(WORK TASK): The result should be every line in the material below containing the string "candidates".

START DATA SUPPLIED

//! Sift FFI Interface Definition
//!
//! This file defines the public types exposed to Swift and Kotlin via UniFFI.
//! The exported object itself lives in `picker.rs`.

use crate::options::OptionsError;
use crate::select::SelectOption;
use thiserror::Error;

// ═══════════════════════════════════════════════════════════════════════════════
// RECORDS (Structs)
// ═══════════════════════════════════════════════════════════════════════════════

/// A picker row as seen by the host app.
///
/// An empty `search_terms` list means the row can't be found by typing.
#[derive(Debug, Clone, PartialEq, Eq, uniffi::Record)]
pub struct PickerOption {
    pub value: String,
    pub label: String,
    pub search_terms: Vec<String>,
    pub search_importance: Option<i64>,
}

impl From<PickerOption> for SelectOption<String> {
    fn from(option: PickerOption) -> Self {
        Self {
            value: option.value,
            label: option.label,
            search_terms: Some(option.search_terms),
            search_importance: option.search_importance,
        }
    }
}

impl From<&SelectOption<String>> for PickerOption {
    fn from(option: &SelectOption<String>) -> Self {
        Self {
            value: option.value.clone(),
            label: option.label.clone(),
            search_terms: option.search_terms.clone().unwrap_or_default(),
            search_importance: option.search_importance,
        }
    }
}

/// Error type for Sift operations
#[derive(Debug, Error, uniffi::Error)]
pub enum SiftError {
    #[error("Invalid input: {0}")]
    InvalidInput(String),
    #[error("Options error: {0}")]
    OptionsError(String),
}

impl From<OptionsError> for SiftError {
    fn from(e: OptionsError) -> Self {
        SiftError::OptionsError(e.to_string())
    }
}

#[cfg(test)]
mod tests {
    use super::*;

    #[test]
    fn test_picker_option_conversions() {
        let option = PickerOption {
            value: "tate".into(),
            label: "Tate".into(),
            search_terms: vec!["Tate".into()],
            search_importance: Some(1),
        };
        let select: SelectOption<String> = option.clone().into();
        assert_eq!(select.search_terms, Some(vec!["Tate".to_string()]));
        assert_eq!(PickerOption::from(&select), option);
    }

    #[test]
    fn test_missing_terms_become_empty_list() {
        let select = SelectOption::new("all".to_string(), "All");
        let option = PickerOption::from(&select);
        assert!(option.search_terms.is_empty());
        assert_eq!(option.search_importance, None);
    }

    #[test]
    fn test_options_error_converts() {
        let err = crate::options::from_json_str("not json").unwrap_err();
        let sift: SiftError = err.into();
        assert!(matches!(sift, SiftError::OptionsError(_)));
        assert!(sift.to_string().starts_with("Options error: invalid options JSON"));
    }
}
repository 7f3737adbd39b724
//! Select picker search session.
//!
//! Holds a picker's option list together with the autocomplete index built
//! from it, plus the small amount of controller state the picker needs: the
//! current search term, whether the picker is showing, and where to scroll so
//! the selected row is visible.

use crate::autocomplete::Autocomplete;
use crate::candidate::Candidate;
use serde::{Deserialize, Serialize};
use std::sync::Arc;

/// Height of a single picker row, in points.
pub const ROW_HEIGHT: f64 = 40.0;

/// A picker row.
///
/// Options without search terms can't be found by typing; they are still
/// listed when the search term is empty.
#[derive(Debug, Clone, PartialEq, Serialize, Deserialize)]
#[serde(rename_all = "camelCase")]
pub struct SelectOption<V> {
    pub value: V,
    pub label: String,
    #[serde(default, skip_serializing_if = "Option::is_none")]
    pub search_terms: Option<Vec<String>>,
    #[serde(default, skip_serializing_if = "Option::is_none")]
    pub search_importance: Option<i64>,
}

impl<V> SelectOption<V> {
    pub fn new(value: V, label: impl Into<String>) -> Self {
        Self {
            value,
            label: label.into(),
            search_terms: None,
            search_importance: None,
        }
    }

    pub fn with_search_terms<I, S>(mut self, terms: I) -> Self
    where
        I: IntoIterator<Item = S>,
        S: Into<String>,
    {
        self.search_terms = Some(terms.into_iter().map(Into::into).collect());
        self
    }

    pub fn with_search_importance(mut self, importance: i64) -> Self {
        self.search_importance = Some(importance);
        self
    }

    /// Candidate keyed by this option's position in its list.
    ///
    /// An option with missing or empty search terms gets no terms and
    /// importance 0, regardless of its `search_importance`.
    pub(crate) fn to_candidate(&self, position: usize) -> Candidate<usize> {
        match self.search_terms.as_deref() {
            Some(terms) if !terms.is_empty() => Candidate::new(position, terms.iter().cloned())
                .with_importance(self.search_importance.unwrap_or(0)),
            _ => {
                tracing::warn!(position, label = %self.label, "select option has no search terms");
                Candidate::new(position, Vec::<String>::new())
            }
        }
    }
}

/// Search state for one picker instance.
#[derive(Debug)]
pub struct SelectSearch<V> {
    options: Arc<[SelectOption<V>]>,
    autocomplete: Autocomplete<usize>,
    search_term: String,
    visible: bool,
}

impl<V> SelectSearch<V> {
    pub fn new(options: impl Into<Arc<[SelectOption<V>]>>) -> Self {
        let options = options.into();
        let autocomplete = build_index(&options);
        Self {
            options,
            autocomplete,
            search_term: String::new(),
            visible: false,
        }
    }

    /// Replace the option list. The index is rebuilt from scratch; the
    /// current search term is kept.
    pub fn set_options(&mut self, options: impl Into<Arc<[SelectOption<V>]>>) {
        let options = options.into();
        self.autocomplete = build_index(&options);
        self.options = options;
    }

    pub fn options(&self) -> &[SelectOption<V>] {
        &self.options
    }

    pub fn search_term(&self) -> &str {
        &self.search_term
    }

    pub fn set_search_term(&mut self, term: impl Into<String>) {
        self.search_term = term.into();
    }

    pub fn is_visible(&self) -> bool {
        self.visible
    }

    /// Showing or hiding the picker always clears the search term.
    pub fn set_visible(&mut self, visible: bool) {
        self.visible = visible;
        self.search_term.clear();
    }

    /// Rows to display: every option when nothing has been typed, otherwise
    /// the ranked suggestions for the search term.
    pub fn results(&self) -> Vec<&SelectOption<V>> {
        if self.search_term.is_empty() {
            self.options.iter().collect()
        } else {
            self.suggest(&self.search_term)
        }
    }

    /// The first `limit` rows of [`SelectSearch::results`].
    pub fn results_with_limit(&self, limit: usize) -> Vec<&SelectOption<V>> {
        if self.search_term.is_empty() {
            self.options.iter().take(limit).collect()
        } else {
            self.autocomplete
                .suggestions_with_limit(&self.search_term, limit)
                .into_iter()
                .map(|&position| &self.options[position])
                .collect()
        }
    }

    /// Ranked suggestions for an arbitrary query, independent of the stored
    /// search term.
    pub fn suggest(&self, query: &str) -> Vec<&SelectOption<V>> {
        self.autocomplete
            .suggestions(query)
            .into_iter()
            .map(|&position| &self.options[position])
            .collect()
    }

    /// Position of `value` in the full option list.
    pub fn selected_index(&self, value: &V) -> Option<usize>
    where
        V: PartialEq,
    {
        self.options.iter().position(|option| &option.value == value)
    }

    /// Scroll offset that roughly centers the selected row in a viewport of
    /// `viewport_height` points.
    ///
    /// Only applies while the picker is visible with a blank search term and
    /// a selected value that is in the list; otherwise the list scrolls to
    /// the top. The offset is not clamped and may be negative near the top.
    pub fn scroll_offset(&self, selected: Option<&V>, viewport_height: f64) -> f64
    where
        V: PartialEq,
    {
        if !self.visible || !self.search_term.trim().is_empty() {
            return 0.0;
        }
        match selected.and_then(|value| self.selected_index(value)) {
            Some(index) => index as f64 * ROW_HEIGHT - viewport_height / 2.0 + ROW_HEIGHT,
            None => 0.0,
        }
    }
}

fn build_index<V>(options: &[SelectOption<V>]) -> Autocomplete<usize> {
    options
        .iter()
        .enumerate()
        .map(|(position, option)| option.to_candidate(position))
        .collect()
}

#[cfg(test)]
mod tests {
    use super::*;

    fn institution_options() -> Vec<SelectOption<&'static str>> {
        vec![
            SelectOption::new("musee-picasso-paris", "Musée Picasso Paris")
                .with_search_terms(["Musée Picasso Paris", "Musee Picasso Paris"]),
            SelectOption::new("fondation-beyeler", "Fondation Beyeler")
                .with_search_terms(["Fondation Beyeler"]),
            SelectOption::new("tate", "Tate")
                .with_search_terms(["Tate", "Tate Modern"])
                .with_search_importance(2),
        ]
    }

    fn values(rows: Vec<&SelectOption<&'static str>>) -> Vec<&'static str> {
        rows.into_iter().map(|row| row.value).collect()
    }

    #[test]
    fn test_empty_search_term_lists_everything_in_order() {
        let search = SelectSearch::new(institution_options());
        assert_eq!(
            values(search.results()),
            vec!["musee-picasso-paris", "fondation-beyeler", "tate"]
        );
    }

    #[test]
    fn test_search_term_filters_and_ranks() {
        let mut search = SelectSearch::new(institution_options());
        search.set_search_term("e");
        assert_eq!(
            values(search.results()),
            vec!["tate", "musee-picasso-paris", "fondation-beyeler"]
        );
        search.set_search_term("pic");
        assert_eq!(values(search.results()), vec!["musee-picasso-paris"]);
    }

    #[test]
    fn test_results_with_limit() {
        let mut search = SelectSearch::new(institution_options());
        assert_eq!(
            values(search.results_with_limit(2)),
            vec!["musee-picasso-paris", "fondation-beyeler"]
        );
        assert_eq!(search.results_with_limit(10).len(), 3);

        search.set_search_term("e");
        assert_eq!(values(search.results_with_limit(2)), vec!["tate", "musee-picasso-paris"]);
        assert!(search.results_with_limit(0).is_empty());
    }

    #[test]
    fn test_visibility_change_resets_search_term() {
        let mut search = SelectSearch::new(institution_options());
        search.set_search_term("tate");
        search.set_visible(true);
        assert_eq!(search.search_term(), "");
        assert!(search.is_visible());
        search.set_search_term("tate");
        search.set_visible(false);
        assert_eq!(search.search_term(), "");
    }

    #[test]
    fn test_option_without_terms_is_listed_but_not_searchable() {
        let mut options = institution_options();
        options.push(SelectOption::new("all", "All"));
        let mut search = SelectSearch::new(options);
        assert_eq!(search.results().len(), 4);
        search.set_search_term("all");
        assert!(search.results().is_empty());
    }

    #[test]
    fn test_empty_terms_ignore_importance() {
        let options = vec![
            SelectOption::new(1, "One").with_search_terms(["one"]),
            SelectOption::new(2, "Two")
                .with_search_terms(Vec::<String>::new())
                .with_search_importance(10),
        ];
        let search = SelectSearch::new(options);
        let ranked: Vec<i32> = search.suggest("").into_iter().map(|o| o.value).collect();
        assert_eq!(ranked, vec![1, 2]);
    }

    #[test]
    fn test_set_options_rebuilds_index_and_keeps_term() {
        let mut search = SelectSearch::new(institution_options());
        search.set_search_term("moma");
        assert!(search.results().is_empty());

        search.set_options(vec![SelectOption::new("moma", "MoMA").with_search_terms(["MoMA"])]);
        assert_eq!(search.search_term(), "moma");
        assert_eq!(values(search.results()), vec!["moma"]);
        assert_eq!(search.options().len(), 1);
    }

    #[test]
    fn test_selected_index() {
        let search = SelectSearch::new(institution_options());
        assert_eq!(search.selected_index(&"tate"), Some(2));
        assert_eq!(search.selected_index(&"moma"), None);
    }

    #[test]
    fn test_scroll_offset_centers_selected_row() {
        let mut search = SelectSearch::new(institution_options());
        search.set_visible(true);
        // 2 * 40 - 200 / 2 + 40
        assert_eq!(search.scroll_offset(Some(&"tate"), 200.0), 20.0);
        assert_eq!(search.scroll_offset(Some(&"musee-picasso-paris"), 200.0), -60.0);
    }

    #[test]
    fn test_scroll_offset_is_zero_otherwise() {
        let mut search = SelectSearch::new(institution_options());
        assert_eq!(search.scroll_offset(Some(&"tate"), 200.0), 0.0);

        search.set_visible(true);
        assert_eq!(search.scroll_offset(None, 200.0), 0.0);
        assert_eq!(search.scroll_offset(Some(&"moma"), 200.0), 0.0);

        search.set_search_term("ta");
        assert_eq!(search.scroll_offset(Some(&"tate"), 200.0), 0.0);

        // whitespace-only terms still count as blank for scrolling
        search.set_search_term("  ");
        assert_eq!(search.scroll_offset(Some(&"tate"), 200.0), 20.0);
    }

    #[test]
    fn test_deserialize_camel_case() {
        let json = r#"[
            {"value": "tate", "label": "Tate", "searchTerms": ["Tate"], "searchImportance": 3},
            {"value": "all", "label": "All"}
        ]"#;
        let options: Vec<SelectOption<String>> = serde_json::from_str(json).unwrap();
        assert_eq!(options[0].search_terms.as_deref(), Some(&["Tate".to_string()][..]));
        assert_eq!(options[0].search_importance, Some(3));
        assert_eq!(options[1].search_terms, None);
        assert_eq!(options[1].search_importance, None);
    }
}
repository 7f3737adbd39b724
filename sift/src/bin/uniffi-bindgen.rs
fn main() {
    uniffi::uniffi_bindgen_main()
}
//! SelectPicker - picker search session exported over UniFFI.
//!
//! Concurrency Model:
//! - The host calls in from its UI thread; every method is synchronous and
//!   does no I/O.
//! - The session sits behind a `RwLock` only because UniFFI objects must be
//!   `Send + Sync`. Option changes replace the session's index wholesale.

use crate::interface::{PickerOption, SiftError};
use crate::options;
use crate::select::{SelectOption, SelectSearch};
use parking_lot::RwLock;

#[derive(uniffi::Object)]
pub struct SelectPicker {
    session: RwLock<SelectSearch<String>>,
}

// Internal implementation (not exported via FFI)
impl SelectPicker {
    fn from_select_options(options: Vec<SelectOption<String>>) -> Self {
        Self {
            session: RwLock::new(SelectSearch::new(options)),
        }
    }

    fn to_picker_options(rows: Vec<&SelectOption<String>>) -> Vec<PickerOption> {
        rows.into_iter().map(PickerOption::from).collect()
    }
}

// FFI-exported constructors (must be in standalone impl block)
#[uniffi::export]
impl SelectPicker {
    #[uniffi::constructor]
    pub fn new(options: Vec<PickerOption>) -> Self {
        Self::from_select_options(options.into_iter().map(SelectOption::from).collect())
    }

    /// Build a picker from a JSON option list (see `options` module for the format).
    #[uniffi::constructor]
    pub fn from_json(json: String) -> Result<Self, SiftError> {
        Ok(Self::from_select_options(options::from_json_str(&json)?))
    }
}

#[uniffi::export]
impl SelectPicker {
    /// Replace the option list and rebuild the index.
    pub fn set_options(&self, options: Vec<PickerOption>) {
        let options: Vec<SelectOption<String>> = options.into_iter().map(SelectOption::from).collect();
        self.session.write().set_options(options);
    }

    pub fn option_count(&self) -> u64 {
        self.session.read().options().len() as u64
    }

    pub fn search_term(&self) -> String {
        self.session.read().search_term().to_string()
    }

    pub fn set_search_term(&self, term: String) {
        self.session.write().set_search_term(term);
    }

    /// Show or hide the picker. Clears the search term either way.
    pub fn set_visible(&self, visible: bool) {
        self.session.write().set_visible(visible);
    }

    /// Rows to display for the current search term.
    pub fn results(&self) -> Vec<PickerOption> {
        let session = self.session.read();
        Self::to_picker_options(session.results())
    }

    /// Ranked suggestions for `query`, ignoring the stored search term.
    pub fn suggest(&self, query: String) -> Vec<PickerOption> {
        let session = self.session.read();
        Self::to_picker_options(session.suggest(&query))
    }

    pub fn selected_index(&self, value: String) -> Option<u64> {
        self.session.read().selected_index(&value).map(|i| i as u64)
    }

    /// Offset that centers the selected row, or 0 when it doesn't apply.
    pub fn scroll_offset(&self, value: Option<String>, viewport_height: f64) -> Result<f64, SiftError> {
        if !viewport_height.is_finite() || viewport_height < 0.0 {
            return Err(SiftError::InvalidInput(format!(
                "viewport height must be a non-negative number, got {viewport_height}"
            )));
        }
        Ok(self.session.read().scroll_offset(value.as_ref(), viewport_height))
    }
}
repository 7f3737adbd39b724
//! Ranking order for autocomplete suggestions.
//!
//! Importance always dominates; insertion order only decides between
//! candidates of equal importance, earlier first.

use std::cmp::Reverse;

/// Rank tuple — derived Ord gives lexicographic comparison.
/// All components: higher = better.
///
/// Tuple order (most to least important):
/// 1. importance — caller-supplied weight
/// 2. order — reversed insertion position, so earlier candidates rank higher
#[derive(Debug, Clone, Copy, PartialEq, Eq, PartialOrd, Ord)]
pub struct RankKey {
    pub importance: i64,
    pub order: Reverse<usize>,
}

impl RankKey {
    pub fn new(importance: i64, position: usize) -> Self {
        Self {
            importance,
            order: Reverse(position),
        }
    }
}

/// Positions of `keys` sorted best-first.
///
/// Positions are unique, so the order is total and identical to a stable
/// sort by descending importance.
pub fn rank_order(keys: &[RankKey]) -> Vec<usize> {
    let mut order: Vec<usize> = (0..keys.len()).collect();
    order.sort_by(|&a, &b| keys[b].cmp(&keys[a]));
    order
}
//! Print ranked picker suggestions for a query
//!
//! Run: cargo run --bin sift -- options.json "mo"
//!
//! The options file is a JSON array of `{"value", "label", "searchTerms", "searchImportance"}`
//! objects. Without a query every option is printed in file order.

use anyhow::Context;
use clap::Parser;
use sift::{options, SelectSearch};
use std::path::PathBuf;
use tracing_subscriber::EnvFilter;

#[derive(Debug, Parser)]
#[command(name = "sift", version, about = "Ranked autocomplete over a picker option list")]
struct Args {
    /// JSON file with the option list
    options: PathBuf,

    /// Search term; omit to list every option
    query: Option<String>,

    /// Print at most this many rows
    #[arg(short, long)]
    limit: Option<usize>,

    /// Log at info level (RUST_LOG overrides)
    #[arg(short, long)]
    verbose: bool,
}

fn main() -> anyhow::Result<()> {
    let args = Args::parse();
    init_tracing(args.verbose);

    let options = options::from_json_file(&args.options)
        .with_context(|| format!("loading options from {}", args.options.display()))?;

    let mut search = SelectSearch::new(options);
    search.set_search_term(args.query.unwrap_or_default());

    let results = search.results_with_limit(args.limit.unwrap_or(usize::MAX));
    tracing::info!(
        query = search.search_term(),
        options = search.options().len(),
        rows = results.len(),
        "search complete"
    );

    for option in results {
        println!("{}\t{}", option.value, option.label);
    }
    Ok(())
}

fn init_tracing(verbose: bool) {
    let default_level = if verbose { "info" } else { "warn" };
    let filter = EnvFilter::try_from_default_env().unwrap_or_else(|_| EnvFilter::new(default_level));
    tracing_subscriber::fmt()
        .with_env_filter(filter)
        .with_writer(std::io::stderr)
        .init();
}
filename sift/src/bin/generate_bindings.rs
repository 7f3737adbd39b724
//! Generate UniFFI Swift and Kotlin bindings for Sift
//!
//! Run: cargo run --bin generate-bindings
//!
//! ┌─────────────────────────────────────────────────────────────────────────────┐
//! │ Inputs:                                                                     │
//! │   <target dir>/release/libsift.{dylib,so}  ← Built library for bindgen      │
//! │   (CARGO_TARGET_DIR, else the workspace's target/)                         │
//! │                                                                             │
//! │ Outputs:                                                                    │
//! │   generated/swift/sift.swift          ← Swift bindings                      │
//! │   generated/swift/siftFFI.h           ← C header                            │
//! │   generated/swift/module.modulemap    ← Clang module map                    │
//! │   generated/kotlin/…/sift.kt          ← Kotlin bindings                     │
//! └─────────────────────────────────────────────────────────────────────────────┘

use std::env;
use std::fs;
use std::path::{Path, PathBuf};
use std::process::Command;

fn main() {
    let rust_dir = Path::new(env!("CARGO_MANIFEST_DIR"));
    let library = library_path(rust_dir, env::var_os("CARGO_TARGET_DIR").map(PathBuf::from));
    let library = library.to_string_lossy();

    println!("Building Rust library...");
    run_cmd("cargo", &["build", "--release", "--lib"], rust_dir);

    for language in ["swift", "kotlin"] {
        println!("Generating {} bindings...", language);
        let out_dir = format!("generated/{}", language);
        run_cmd(
            "cargo",
            &[
                "run",
                "--bin",
                "uniffi-bindgen",
                "generate",
                "--library",
                &library,
                "--language",
                language,
                "--out-dir",
                &out_dir,
            ],
            rust_dir,
        );
    }

    println!("Writing modulemap...");
    fs::write(
        rust_dir.join("generated/swift/module.modulemap"),
        "module siftFFI {\n    header \"siftFFI.h\"\n    export *\n}\n",
    )
    .expect("Write modulemap");

    println!("Done! Bindings written to {}", rust_dir.join("generated").display());
}

/// Release library built for this crate. sift is a workspace member, so cargo
/// writes to the workspace's `target/` unless `CARGO_TARGET_DIR` overrides it.
fn library_path(rust_dir: &Path, target_dir: Option<PathBuf>) -> PathBuf {
    let target_dir = target_dir
        .map(|dir| if dir.is_relative() { rust_dir.join(dir) } else { dir })
        .unwrap_or_else(|| rust_dir.parent().unwrap_or(rust_dir).join("target"));
    let file_name = if cfg!(target_os = "macos") {
        "libsift.dylib"
    } else {
        "libsift.so"
    };
    target_dir.join("release").join(file_name)
}

fn run_cmd(program: &str, args: &[&str], dir: &Path) {
    let status = Command::new(program)
        .args(args)
        .current_dir(dir)
        .status()
        .unwrap_or_else(|e| panic!("Failed to run {}: {}", program, e));

    if !status.success() {
        panic!("{} failed with status: {}", program, status);
    }
}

END DATA SUPPLIED

(WRITTEN SOLUTION):
//! candidates of equal importance, earlier first.
/// 2. order — reversed insertion position, so earlier candidates rank higher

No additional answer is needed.